Separation and detection of charged unilamellar vesicles in vacuum by a frequency-scanned quadrupole mass sensor

Extracellular vesicles (EVs) are membranous particles released by cells considered as a promising source of biomarkers for various diseases. Mass spectrometry (MS) analysis of EVs requires a sample of purified and disintegrated EVs. Purification of EVs is laborious, based on size, density or surface nature and requires large amounts of the source material (e.g., blood, spinal fluid). We have employed synthetically produced large unilamellar lipid vesicles (LUVs) as analogs of EVs to demonstrate a simplified method of vesicle separation for mass spectrometry analysis. Mass-to-charge ratio m/z separation by frequency-scanned quadrupole was employed to filter narrow size distributions of LUVs from a water sample.
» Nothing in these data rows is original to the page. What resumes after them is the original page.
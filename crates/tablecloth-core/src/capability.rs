//! Platform capability profiles
//!
//! A [`CapabilityProfile`] is a static lookup table, keyed by
//! (field type, constraint), telling the rule compiler how a platform realizes
//! each constraint: with a native validation construct, with a formula, or not
//! at all. Adding a platform means adding a profile, not new compiler branches.
//!
//! ## Example
//!
//! ```rust
//! use tablecloth_core::{CapabilityProfile, ConstraintKind, FieldType, Platform, Realization};
//!
//! let excel = CapabilityProfile::for_platform(Platform::Excel);
//! assert_eq!(
//!     excel.resolve(FieldType::String, ConstraintKind::Pattern),
//!     Realization::Unsupported
//! );
//!
//! let sheets = CapabilityProfile::for_platform(Platform::GoogleSheets);
//! assert!(sheets.resolve(FieldType::String, ConstraintKind::Pattern).is_formula());
//! ```

use std::fmt;

use crate::schema::FieldType;

/// Target spreadsheet platform
#[derive(Debug, Clone, Copy, PartialEq, Eq, Hash, Default)]
#[cfg_attr(feature = "serde", derive(serde::Deserialize))]
#[cfg_attr(feature = "serde", serde(rename_all = "kebab-case"))]
pub enum Platform {
    /// Microsoft Excel workbooks
    #[default]
    Excel,
    /// Google Sheets documents
    GoogleSheets,
}

impl fmt::Display for Platform {
    fn fmt(&self, f: &mut fmt::Formatter<'_>) -> fmt::Result {
        f.write_str(match self {
            Platform::Excel => "Excel",
            Platform::GoogleSheets => "Google Sheets",
        })
    }
}

/// Constraints the profile knows how to realize
#[derive(Debug, Clone, Copy, PartialEq, Eq, Hash)]
pub enum ConstraintKind {
    Required,
    Unique,
    Minimum,
    Maximum,
    MinLength,
    MaxLength,
    Pattern,
    Enum,
    ForeignKey,
}

impl ConstraintKind {
    /// All constraints, in profile table order
    pub const ALL: [ConstraintKind; 9] = [
        ConstraintKind::Required,
        ConstraintKind::Unique,
        ConstraintKind::Minimum,
        ConstraintKind::Maximum,
        ConstraintKind::MinLength,
        ConstraintKind::MaxLength,
        ConstraintKind::Pattern,
        ConstraintKind::Enum,
        ConstraintKind::ForeignKey,
    ];

    /// Schema name of the constraint
    pub fn as_str(&self) -> &'static str {
        match self {
            ConstraintKind::Required => "required",
            ConstraintKind::Unique => "unique",
            ConstraintKind::Minimum => "minimum",
            ConstraintKind::Maximum => "maximum",
            ConstraintKind::MinLength => "minLength",
            ConstraintKind::MaxLength => "maxLength",
            ConstraintKind::Pattern => "pattern",
            ConstraintKind::Enum => "enum",
            ConstraintKind::ForeignKey => "foreignKey",
        }
    }

    fn index(&self) -> usize {
        match self {
            ConstraintKind::Required => 0,
            ConstraintKind::Unique => 1,
            ConstraintKind::Minimum => 2,
            ConstraintKind::Maximum => 3,
            ConstraintKind::MinLength => 4,
            ConstraintKind::MaxLength => 5,
            ConstraintKind::Pattern => 6,
            ConstraintKind::Enum => 7,
            ConstraintKind::ForeignKey => 8,
        }
    }
}

impl fmt::Display for ConstraintKind {
    fn fmt(&self, f: &mut fmt::Formatter<'_>) -> fmt::Result {
        f.write_str(self.as_str())
    }
}

/// Native validation constructs
#[derive(Debug, Clone, Copy, PartialEq, Eq, Hash)]
pub enum NativeKind {
    /// The rule's "ignore blank" flag is cleared
    RejectBlank,
    /// Whole/decimal number between bounds
    NumberRange,
    /// Dropdown of literal values, falling back to [`NativeKind::RangeList`] when too long
    InlineList,
    /// Dropdown of the values in a cell range
    RangeList,
}

/// Shape of the formula emulating a constraint
#[derive(Debug, Clone, Copy, PartialEq, Eq, Hash)]
pub enum FormulaShape {
    /// Count of matches within the column must not exceed one
    CountMatches {
        /// Compare text exactly (EXACT) instead of case-insensitively (COUNTIF)
        case_sensitive: bool,
    },
    /// Comparison on the text length (LEN)
    TextLength,
    /// Regular expression match on the whole value (REGEXMATCH)
    RegexMatch,
    /// Test of the value's type (ISNUMBER, INT)
    TypeTest,
    /// Numeric comparison against a bound
    Comparison,
    /// Membership in a list (MATCH against a range, or equality with literals)
    Membership,
}

/// How a platform realizes a (type, constraint) pair
#[derive(Debug, Clone, Copy, PartialEq, Eq, Hash)]
pub enum Realization {
    Native(NativeKind),
    Formula(FormulaShape),
    Unsupported,
}

impl Realization {
    /// Check if the constraint can be realized at all
    pub fn is_supported(&self) -> bool {
        !matches!(self, Realization::Unsupported)
    }

    /// Check if the constraint is realized by a formula
    pub fn is_formula(&self) -> bool {
        matches!(self, Realization::Formula(_))
    }
}

/// Unit in which a platform measures column widths
#[derive(Debug, Clone, Copy, PartialEq)]
pub enum WidthUnit {
    /// Widths in characters of the default font
    Characters,
    /// Widths in pixels
    Pixels {
        /// Pixels per character of the default font
        per_char: f64,
    },
}

const BLANK: Realization = Realization::Native(NativeKind::RejectBlank);
const RANGE: Realization = Realization::Native(NativeKind::NumberRange);
const INLINE: Realization = Realization::Native(NativeKind::InlineList);
const LIST: Realization = Realization::Native(NativeKind::RangeList);
const COUNT: Realization = Realization::Formula(FormulaShape::CountMatches {
    case_sensitive: false,
});
const EXACT: Realization = Realization::Formula(FormulaShape::CountMatches {
    case_sensitive: true,
});
const LEN: Realization = Realization::Formula(FormulaShape::TextLength);
const REGEX: Realization = Realization::Formula(FormulaShape::RegexMatch);
const NONE: Realization = Realization::Unsupported;

/// Per-platform capabilities and limits
#[derive(Debug, Clone, PartialEq)]
pub struct CapabilityProfile {
    /// Platform described by this profile
    pub platform: Platform,
    /// Maximum rows per sheet
    pub max_rows: u32,
    /// Maximum columns per sheet
    pub max_cols: u32,
    /// Maximum sheet name length, in characters
    pub max_sheet_name_len: usize,
    /// Characters not allowed in sheet names
    pub forbidden_sheet_chars: &'static [char],
    /// Maximum length of a data-validation formula
    pub max_formula_len: Option<usize>,
    /// Maximum length of an inline list (values joined by commas)
    pub max_inline_list_len: Option<usize>,
    /// Formulas must reach other sheets through `INDIRECT`
    pub indirect_cross_sheet: bool,
    /// Unit of column widths
    pub width_unit: WidthUnit,
    /// Default comment box size (characters wide, lines tall)
    pub comment_box: (f64, f64),
    /// Realization of the implicit TRUE/FALSE list of boolean fields
    pub boolean_list: Realization,
    /// Columns under a header comment can be hidden
    pub hide_commented_columns: bool,
    /// Realizations, indexed by field type then constraint
    table: [[Realization; 9]; 4],
}

static EXCEL: CapabilityProfile = CapabilityProfile {
    platform: Platform::Excel,
    max_rows: 1_048_576,
    max_cols: 16_384,
    max_sheet_name_len: 31,
    forbidden_sheet_chars: &['[', ']', ':', '*', '?', '/', '\\'],
    max_formula_len: Some(255),
    max_inline_list_len: Some(255),
    indirect_cross_sheet: false,
    width_unit: WidthUnit::Characters,
    comment_box: (18.0, 4.0),
    boolean_list: INLINE,
    hide_commented_columns: false,
    table: [
        // required unique minimum maximum minLength maxLength pattern enum foreignKey
        [BLANK, EXACT, NONE, NONE, LEN, LEN, NONE, INLINE, LIST], // string
        [BLANK, COUNT, RANGE, RANGE, NONE, NONE, NONE, INLINE, LIST], // integer
        [BLANK, COUNT, RANGE, RANGE, NONE, NONE, NONE, INLINE, LIST], // number
        [BLANK, COUNT, NONE, NONE, NONE, NONE, NONE, INLINE, LIST], // boolean
    ],
};

static GOOGLE_SHEETS: CapabilityProfile = CapabilityProfile {
    platform: Platform::GoogleSheets,
    max_rows: 10_000_000,
    max_cols: 18_278,
    max_sheet_name_len: 100,
    forbidden_sheet_chars: &[],
    max_formula_len: None,
    max_inline_list_len: None,
    indirect_cross_sheet: true,
    width_unit: WidthUnit::Pixels { per_char: 7.7 },
    comment_box: (18.0, 4.0),
    boolean_list: INLINE,
    hide_commented_columns: true,
    table: [
        // required unique minimum maximum minLength maxLength pattern enum foreignKey
        [BLANK, EXACT, NONE, NONE, LEN, LEN, REGEX, LIST, LIST], // string
        [BLANK, COUNT, RANGE, RANGE, NONE, NONE, NONE, LIST, LIST], // integer
        [BLANK, COUNT, RANGE, RANGE, NONE, NONE, NONE, LIST, LIST], // number
        [BLANK, COUNT, NONE, NONE, NONE, NONE, NONE, LIST, LIST], // boolean
    ],
};

impl CapabilityProfile {
    /// Get the profile of a platform
    pub fn for_platform(platform: Platform) -> &'static CapabilityProfile {
        match platform {
            Platform::Excel => &EXCEL,
            Platform::GoogleSheets => &GOOGLE_SHEETS,
        }
    }

    /// How this platform realizes `constraint` on a field of type `field_type`
    pub fn resolve(&self, field_type: FieldType, constraint: ConstraintKind) -> Realization {
        let row = match field_type {
            FieldType::String => 0,
            FieldType::Integer => 1,
            FieldType::Number => 2,
            FieldType::Boolean => 3,
        };
        self.table[row][constraint.index()]
    }

    /// Check a sheet name against the platform's naming rules
    ///
    /// Returns the reason the name is rejected, if any.
    pub fn check_sheet_name(&self, name: &str) -> Option<String> {
        if name.trim().is_empty() {
            return Some("name is empty".into());
        }
        let len = name.chars().count();
        if len > self.max_sheet_name_len {
            return Some(format!(
                "{} characters (max: {})",
                len, self.max_sheet_name_len
            ));
        }
        name.chars()
            .find(|c| self.forbidden_sheet_chars.contains(c))
            .map(|c| format!("character '{}' is not allowed", c))
    }
}
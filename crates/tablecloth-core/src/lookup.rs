//! Lookup ranges
//!
//! A [`LookupRange`] is where the permissible values of a list check live:
//! either a column of the hidden enum sheet, or the data rows of the column
//! referenced by a foreign key.

use crate::address::CellRange;

/// A contiguous span of rows (0-based first row, row count)
#[derive(Debug, Clone, Copy, PartialEq, Eq, Hash)]
pub struct RowSpan {
    /// First row (0-based)
    pub first: u32,
    /// Number of rows
    pub count: u32,
}

impl RowSpan {
    /// Create a row span
    pub fn new(first: u32, count: u32) -> Self {
        Self { first, count }
    }

    /// Last row of the span (0-based, inclusive)
    pub fn last(&self) -> u32 {
        self.first + self.count.max(1) - 1
    }
}

/// Resolved location of the values a list check accepts
#[derive(Debug, Clone, PartialEq, Eq, Hash)]
pub struct LookupRange {
    /// Sheet holding the values
    pub sheet: String,
    /// Column index (0-based)
    pub column: u16,
    /// Rows holding the values
    pub rows: RowSpan,
}

impl LookupRange {
    /// Create a lookup range
    pub fn new(sheet: impl Into<String>, column: u16, rows: RowSpan) -> Self {
        Self {
            sheet: sheet.into(),
            column,
            rows,
        }
    }

    /// The fixed cell range ($A$2:$A$1001)
    pub fn range(&self) -> CellRange {
        CellRange::column(self.column, self.rows.first, self.rows.count).fixed()
    }

    /// Reference to this range as seen from a formula on `from_sheet`
    ///
    /// Ranges on another sheet are sheet-qualified and, when `indirect` is set,
    /// wrapped in `INDIRECT` (some platforms refuse direct cross-sheet references
    /// in conditional formats).
    ///
    /// ```
    /// use tablecloth_core::{LookupRange, RowSpan};
    ///
    /// let lookup = LookupRange::new("lists", 1, RowSpan::new(0, 3));
    /// assert_eq!(lookup.reference_from("main", false), "'lists'!$B$1:$B$3");
    /// assert_eq!(lookup.reference_from("main", true), "INDIRECT(\"'lists'!$B$1:$B$3\")");
    /// assert_eq!(lookup.reference_from("lists", true), "$B$1:$B$3");
    /// ```
    pub fn reference_from(&self, from_sheet: &str, indirect: bool) -> String {
        if from_sheet == self.sheet {
            return self.range().to_a1_string();
        }
        let qualified = self.range().to_sheet_string(&self.sheet);
        if indirect {
            format!("INDIRECT(\"{}\")", qualified.replace('"', "\"\""))
        } else {
            qualified
        }
    }

    /// Sheet-qualified reference, regardless of where it is used from
    pub fn qualified(&self) -> String {
        self.range().to_sheet_string(&self.sheet)
    }
}

#[cfg(test)]
mod tests {
    use super::*;

    #[test]
    fn test_row_span() {
        let span = RowSpan::new(1, 1000);
        assert_eq!(span.last(), 1000);
        assert_eq!(RowSpan::new(0, 1).last(), 0);
    }

    #[test]
    fn test_same_sheet_reference_is_unqualified() {
        let lookup = LookupRange::new("main", 0, RowSpan::new(1, 1000));
        assert_eq!(lookup.reference_from("main", false), "$A$2:$A$1001");
        assert_eq!(lookup.qualified(), "'main'!$A$2:$A$1001");
    }

    #[test]
    fn test_cross_sheet_reference() {
        let lookup = LookupRange::new("main", 2, RowSpan::new(1, 10));
        assert_eq!(lookup.reference_from("other", false), "'main'!$C$2:$C$11");
    }
}
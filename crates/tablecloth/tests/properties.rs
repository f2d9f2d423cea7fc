//! Property-based tests for write order, lookup ranges and enum lists

use proptest::prelude::*;
use tablecloth::{
    compile, CompileOptions, CompiledPackage, Directive, Field, FieldType, ListOrigin,
    ListSource, LookupRange, Package, Platform, Table, Value,
};

fn arb_platform() -> impl Strategy<Value = Platform> {
    prop_oneof![Just(Platform::Excel), Just(Platform::GoogleSheets)]
}

/// Tables `t0..tn`, each optionally referencing an earlier one, declared in
/// reverse order
fn arb_forest() -> impl Strategy<Value = Package> {
    prop::collection::vec(prop::option::of(any::<prop::sample::Index>()), 1..7).prop_map(
        |parents| {
            let mut package = Package::new();
            for (i, parent) in parents.iter().enumerate().rev() {
                let mut table = Table::new(format!("t{}", i))
                    .with_field(Field::new("id", FieldType::Integer).required().unique());
                if let Some(parent) = parent.filter(|_| i > 0) {
                    let target = format!("t{}", parent.index(i));
                    table = table
                        .with_field(Field::new("parent_id", FieldType::Integer))
                        .with_foreign_key(["parent_id"], Some(target.as_str()), ["id"]);
                }
                package = package.with_table(table);
            }
            package
        },
    )
}

fn arb_enum() -> impl Strategy<Value = Vec<String>> {
    prop::collection::vec("[a-z ]{1,12}", 1..40)
}

fn foreign_key_lookup(compiled: &CompiledPackage, table: &str) -> Option<LookupRange> {
    compiled
        .column(table, "parent_id")?
        .checks
        .iter()
        .find_map(|check| match &check.directive {
            Directive::ListCheck {
                origin: ListOrigin::ForeignKey { .. },
                source: ListSource::Range(lookup),
            } => Some(lookup.clone()),
            _ => None,
        })
}

proptest! {
    /// Every referenced table is written before the tables referencing it
    #[test]
    fn prop_write_order_respects_references(package in arb_forest(), platform in arb_platform()) {
        let compiled = compile(&package, &CompileOptions::new(platform)).unwrap();
        prop_assert_eq!(compiled.order.len(), package.tables.len());

        let position = |name: &str| compiled.order.iter().position(|t| t == name);
        for table in &package.tables {
            for fk in &table.foreign_keys {
                let target = fk.reference.table_or(&table.name);
                prop_assert!(position(target) < position(&table.name));
            }
        }
    }

    /// A foreign key's lookup range is the referenced column's data range
    #[test]
    fn prop_foreign_key_lookup_matches_layout(package in arb_forest()) {
        let options = CompileOptions::default().with_data_rows(25);
        let compiled = compile(&package, &options).unwrap();

        for table in &package.tables {
            if let Some(fk) = table.foreign_keys.first() {
                let target = compiled.sheet(fk.reference.table_or(&table.name)).unwrap();
                prop_assert_eq!(foreign_key_lookup(&compiled, &table.name), target.layout.lookup("id"));
                prop_assert_eq!(compiled.lookups.get(&target.table, "id").cloned(), target.layout.lookup("id"));
            }
        }
    }

    /// Compiling twice gives the same result
    #[test]
    fn prop_compile_is_idempotent(package in arb_forest(), platform in arb_platform()) {
        let options = CompileOptions::new(platform);
        prop_assert_eq!(compile(&package, &options), compile(&package, &options));
    }

    /// The permissible values of an enum list are the declared values, in order
    #[test]
    fn prop_enum_values_are_preserved(values in arb_enum(), platform in arb_platform()) {
        let package = Package::new().with_table(
            Table::new("t").with_field(Field::new("kind", FieldType::String).enumeration(values.clone())),
        );
        let compiled = compile(&package, &CompileOptions::new(platform)).unwrap();

        let column = compiled.column("t", "kind").unwrap();
        let source = column
            .checks
            .iter()
            .find_map(|check| match &check.directive {
                Directive::ListCheck { origin: ListOrigin::Enum, source } => Some(source),
                _ => None,
            })
            .unwrap();
        let expected: Vec<Value> = values.into_iter().map(Value::from).collect();
        prop_assert_eq!(compiled.permissible_values(source), Some(expected));
    }
}
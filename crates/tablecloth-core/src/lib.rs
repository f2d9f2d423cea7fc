//! # tablecloth-core
//!
//! Core data structures for the tablecloth spreadsheet-template compiler.
//!
//! This crate provides the fundamental types used throughout tablecloth:
//! - [`Package`], [`Table`], [`Field`] - The schema model being compiled
//! - [`CellAddress`] and [`CellRange`] - Cell addressing and ranges
//! - [`CellFormat`] - Header and invalid-cell formats
//! - [`LookupRange`] - Where the permissible values of a list check live
//! - [`CapabilityProfile`] - How each platform realizes each constraint
//! - [`Directive`] and [`ValidationRule`] - The platform-neutral compiler output
//!
//! ## Example
//!
//! ```rust
//! use tablecloth_core::{Field, FieldType, Package, Table};
//!
//! let package = Package::new()
//!     .with_table(
//!         Table::new("main")
//!             .with_field(Field::new("id", FieldType::Integer).required().unique().minimum(1.0)),
//!     )
//!     .with_table(
//!         Table::new("secondary")
//!             .with_field(Field::new("main_id", FieldType::Integer))
//!             .with_foreign_key(["main_id"], Some("main"), ["id"]),
//!     );
//!
//! assert_eq!(package.tables.len(), 2);
//! ```

pub mod address;
pub mod capability;
pub mod comment;
pub mod error;
pub mod format;
pub mod lookup;
pub mod schema;
pub mod validation;
pub mod value;

// Re-exports for convenience
pub use address::{CellAddress, CellRange};
pub use capability::{
    CapabilityProfile, ConstraintKind, FormulaShape, NativeKind, Platform, Realization,
    WidthUnit,
};
pub use comment::HeaderComment;
pub use error::{Error, Result};
pub use format::{CellFormat, Color};
pub use lookup::{LookupRange, RowSpan};
pub use schema::{Constraints, Field, FieldType, ForeignKey, Package, Reference, Table};
pub use validation::{
    CompiledCheck, Directive, ErrorStyle, ListOrigin, ListSource, RuleKind, ValidationOperator,
    ValidationRule,
};
pub use value::Value;
//! Prelude module - common imports for tablecloth users
//!
//! ```rust
//! use tablecloth::prelude::*;
//! ```

pub use crate::{
    build,
    compile,
    emit,
    BuildError,
    CellAddress,
    CellFormat,
    CellRange,
    Color,
    CompileOptions,
    CompileWarning,
    CompiledPackage,
    // Compiler output
    Directive,
    Error,
    ErrorStyle,
    // Schema model
    Field,
    FieldType,
    ListSource,
    Mode,
    Package,
    Platform,
    RecordingWriter,
    Result,
    RuleKind,
    // Writing
    SheetWriter,
    Table,
    ValidationRule,
    Value,
    WriteOp,
};
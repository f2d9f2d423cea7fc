//! Compile options
//!
//! Everything that affects a compilation is passed explicitly through
//! [`CompileOptions`]; the compiler keeps no global state.

use std::collections::BTreeMap;

use tablecloth_core::{CapabilityProfile, CellFormat, Error, ErrorStyle, Platform, Result};

/// Number of empty data rows provisioned below each header by default
pub const DEFAULT_DATA_ROWS: u32 = 1000;

/// Default name of the hidden sheet holding enum lists
pub const DEFAULT_ENUM_SHEET: &str = "lists";

/// How declared constraints the platform cannot realize are handled
#[derive(Debug, Clone, Copy, PartialEq, Eq, Default)]
#[cfg_attr(feature = "serde", derive(serde::Deserialize))]
#[cfg_attr(feature = "serde", serde(rename_all = "kebab-case"))]
pub enum Mode {
    /// Fail the compilation (default)
    #[default]
    Strict,
    /// Skip the constraint and record a warning
    BestEffort,
}

/// Options for compiling a package
#[derive(Debug, Clone, PartialEq)]
#[cfg_attr(feature = "serde", derive(serde::Deserialize))]
#[cfg_attr(feature = "serde", serde(default, rename_all = "camelCase"))]
pub struct CompileOptions {
    /// Target platform (selects the capability profile)
    pub platform: Platform,
    /// Handling of unsupported constraints
    pub mode: Mode,
    /// Number of empty data rows below each header (default: 1000)
    pub data_rows: u32,
    /// Row of the header (0-based)
    pub start_row: u32,
    /// Column of the first field (0-based)
    pub start_col: u16,
    /// Name of the hidden sheet holding enum lists (default: "lists")
    pub enum_sheet: String,
    /// Header comments by table and field name, overriding field descriptions
    pub header_comments: BTreeMap<String, BTreeMap<String, String>>,
    /// Freeze the header row
    pub freeze_header: bool,
    /// Freeze the first field column
    pub freeze_first_column: bool,
    /// Realize list checks as dropdowns
    pub dropdowns: bool,
    /// Reject values missing from a foreign key's referenced column
    pub validate_foreign_keys: bool,
    /// Alert style of data-validation rules
    pub error_style: ErrorStyle,
    /// Add a conditional format highlighting invalid cells
    pub highlight_invalid: bool,
    /// Format of header cells; `None` leaves them plain
    pub header_format: Option<CellFormat>,
    /// Format the highlight applies to invalid cells
    pub invalid_format: CellFormat,
    /// Hide the unused columns right of each table
    pub hide_columns: bool,
}

impl Default for CompileOptions {
    fn default() -> Self {
        Self {
            platform: Platform::Excel,
            mode: Mode::Strict,
            data_rows: DEFAULT_DATA_ROWS,
            start_row: 0,
            start_col: 0,
            enum_sheet: DEFAULT_ENUM_SHEET.to_string(),
            header_comments: BTreeMap::new(),
            freeze_header: true,
            freeze_first_column: false,
            dropdowns: true,
            validate_foreign_keys: true,
            error_style: ErrorStyle::Stop,
            highlight_invalid: true,
            header_format: Some(CellFormat::header()),
            invalid_format: CellFormat::invalid(),
            hide_columns: false,
        }
    }
}

impl CompileOptions {
    /// Create default options for a platform
    pub fn new(platform: Platform) -> Self {
        Self {
            platform,
            ..Self::default()
        }
    }

    /// Capability profile of the target platform
    pub fn profile(&self) -> &'static CapabilityProfile {
        CapabilityProfile::for_platform(self.platform)
    }

    /// Set the handling of unsupported constraints
    pub fn with_mode(mut self, mode: Mode) -> Self {
        self.mode = mode;
        self
    }

    /// Skip unsupported constraints with a warning instead of failing
    pub fn best_effort(self) -> Self {
        self.with_mode(Mode::BestEffort)
    }

    /// Set the number of data rows below each header
    pub fn with_data_rows(mut self, rows: u32) -> Self {
        self.data_rows = rows;
        self
    }

    /// Set where each table starts (header row, first column)
    pub fn with_start(mut self, row: u32, col: u16) -> Self {
        self.start_row = row;
        self.start_col = col;
        self
    }

    /// Set the name of the enum sheet
    pub fn with_enum_sheet(mut self, name: impl Into<String>) -> Self {
        self.enum_sheet = name.into();
        self
    }

    /// Set the header comment of a field, overriding its description
    pub fn with_header_comment(
        mut self,
        table: impl Into<String>,
        field: impl Into<String>,
        text: impl Into<String>,
    ) -> Self {
        self.header_comments
            .entry(table.into())
            .or_default()
            .insert(field.into(), text.into());
        self
    }

    /// Set which panes are frozen
    pub fn with_freeze(mut self, header: bool, first_column: bool) -> Self {
        self.freeze_header = header;
        self.freeze_first_column = first_column;
        self
    }

    /// Set whether list checks are realized as dropdowns
    pub fn with_dropdowns(mut self, dropdowns: bool) -> Self {
        self.dropdowns = dropdowns;
        self
    }

    /// Set whether foreign keys reject unknown values
    pub fn with_validate_foreign_keys(mut self, validate: bool) -> Self {
        self.validate_foreign_keys = validate;
        self
    }

    /// Set the alert style of data-validation rules
    pub fn with_error_style(mut self, style: ErrorStyle) -> Self {
        self.error_style = style;
        self
    }

    /// Set whether invalid cells are highlighted
    pub fn with_highlight_invalid(mut self, highlight: bool) -> Self {
        self.highlight_invalid = highlight;
        self
    }

    /// Set the header format (`None` for plain headers)
    pub fn with_header_format(mut self, format: Option<CellFormat>) -> Self {
        self.header_format = format;
        self
    }

    /// Set the format of highlighted invalid cells
    pub fn with_invalid_format(mut self, format: CellFormat) -> Self {
        self.invalid_format = format;
        self
    }

    /// Set whether unused columns are hidden
    pub fn with_hide_columns(mut self, hide: bool) -> Self {
        self.hide_columns = hide;
        self
    }

    /// Header comment override for a field, if any
    pub fn header_comment(&self, table: &str, field: &str) -> Option<&str> {
        self.header_comments
            .get(table)
            .and_then(|fields| fields.get(field))
            .map(String::as_str)
    }

    /// Number of data rows actually provisioned (at least one)
    pub fn provisioned_rows(&self) -> u32 {
        self.data_rows.max(1)
    }

    /// Check that the header and data rows fit on a sheet of the platform
    pub fn check_rows(&self) -> Result<()> {
        let profile = self.profile();
        let needed = self.start_row as u64 + 1 + self.provisioned_rows() as u64;
        if needed > profile.max_rows as u64 {
            return Err(Error::TooManyRows {
                needed,
                max: profile.max_rows,
                platform: self.platform,
            });
        }
        Ok(())
    }
}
Lipid vesicles were charged with nano-electrospray and transferred into a vacuum using two wide m/z-range frequency-scanned quadrupoles. The m/z, charges and masses of individual vesicles were obtained by the nondestructive single-pass charge detector. The resolving regime of the second quadrupole with m/z RSD < 10% allowed to separate size selected distributions of vesicles with modal diameters 87, 111, 130, 160, 181 nm at corresponding quadrupole m/z settings 2.5×105, 5×105, 8×105, 1.5×106, 2.5×106 with detection frequencies 20-100 per minute. The presented approach for lipid vesicles separation encourages the development of new techniques for direct mass-spectrometric analysis of biomarkers in MS-separated EVs in a vacuum.